El Borges viejo bien sabía que no se habían soñado y es cierto que de ello se convenció aún mas a lo largo de la conversación. Lo que no es cierto es que para comprobarlo le haya extendido al joven un billete con la fecha de 1969. Tampoco es cierto que el joven le haya dado veinte dracmas. El Borges viejo sabia. a aquella altura de su vida, que existían muchas líneas de tiempo. Sabía que el tiempo cíclico requería más de una existencia simultánea y sabía muy bien lo que debía hacer en el caso de que dos seres idénticos se encontraran en un punto dado aunque en dos coordenadas diferentes de espacio y tiempo. Por eso despidió al joven como si nada.
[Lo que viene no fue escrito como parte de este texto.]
//! Tracing subscriber setup.

use anyhow::{anyhow, Result};
use serde::Deserialize;
use tracing_subscriber::EnvFilter;

#[derive(Debug, Clone, Copy, PartialEq, Eq, Deserialize)]
#[serde(rename_all = "lowercase")]
pub enum LogFormat {
    Text,
    Json,
}

impl std::str::FromStr for LogFormat {
    type Err = anyhow::Error;

    fn from_str(s: &str) -> Result<Self> {
        match s.to_ascii_lowercase().as_str() {
            "text" | "pretty" => Ok(Self::Text),
            "json" => Ok(Self::Json),
            other => Err(anyhow!("unknown log format '{}'", other)),
        }
    }
}

#[derive(Debug, Clone, Deserialize)]
pub struct LoggingConfig {
    /// Directive used when `RUST_LOG` is unset.
    #[serde(default = "default_level")]
    pub level: String,
    #[serde(default = "default_format")]
    pub format: LogFormat,
}

fn default_level() -> String {
    "drive_worker=info,conduit=info".to_string()
}

fn default_format() -> LogFormat {
    LogFormat::Text
}

impl Default for LoggingConfig {
    fn default() -> Self {
        Self {
            level: default_level(),
            format: default_format(),
        }
    }
}

/// Install the global subscriber. `RUST_LOG` wins over the configured level.
pub fn init_tracing(config: &LoggingConfig) -> Result<()> {
    let filter = EnvFilter::try_from_default_env().or_else(|_| EnvFilter::try_new(&config.level))?;
    let builder = tracing_subscriber::fmt().with_env_filter(filter);

    match config.format {
        LogFormat::Json => builder.json().try_init(),
        LogFormat::Text => builder.try_init(),
    }
    .map_err(|e| anyhow!("Failed to install tracing subscriber: {}", e))
}
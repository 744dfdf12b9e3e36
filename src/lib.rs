// Error taxonomy and retriable/terminal classification
pub mod error;

// Normalized records, error records, idempotency keys
pub mod record;

// Circuit breaker, exponential backoff, adaptive rate limiter
pub mod resilience;

// Bounded TTL + LRU cache
pub mod cache;

// Duplicate suppression for outbound records
pub mod idempotency;

// Inbound/outbound queue seams and the in-memory bus
pub mod bus;

// NATS JetStream bus implementation
pub mod nats;

// Connection contexts, SQLite store, control-plane client
pub mod connections;

// Large-payload offload
pub mod blob;

// Configuration loading (TOML + env)
pub mod config;

// Worker counters
pub mod metrics;

// Tracing subscriber setup
pub mod telemetry;

pub use error::{ErrorClass, WorkerError, WorkerResult};
pub use record::{idempotency_key, ErrorRecord, NormalizedRecord, RecordBuilder};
Por eso espero a que se diera vuelta. Por eso lo golpeó con el bastón en la nuca y por eso lo arrastró hasta el rio con lo último de sus fuerzas. Por eso habló en código de Heráclito y por eso siendo viejo no recordó jamás el encuentro con un yo suyo joven que había muerto. Por eso, para ocultar el crimen justificado del otro que jamás seria, invento el inverosímil y contradictorio final, de la fecha en el billete.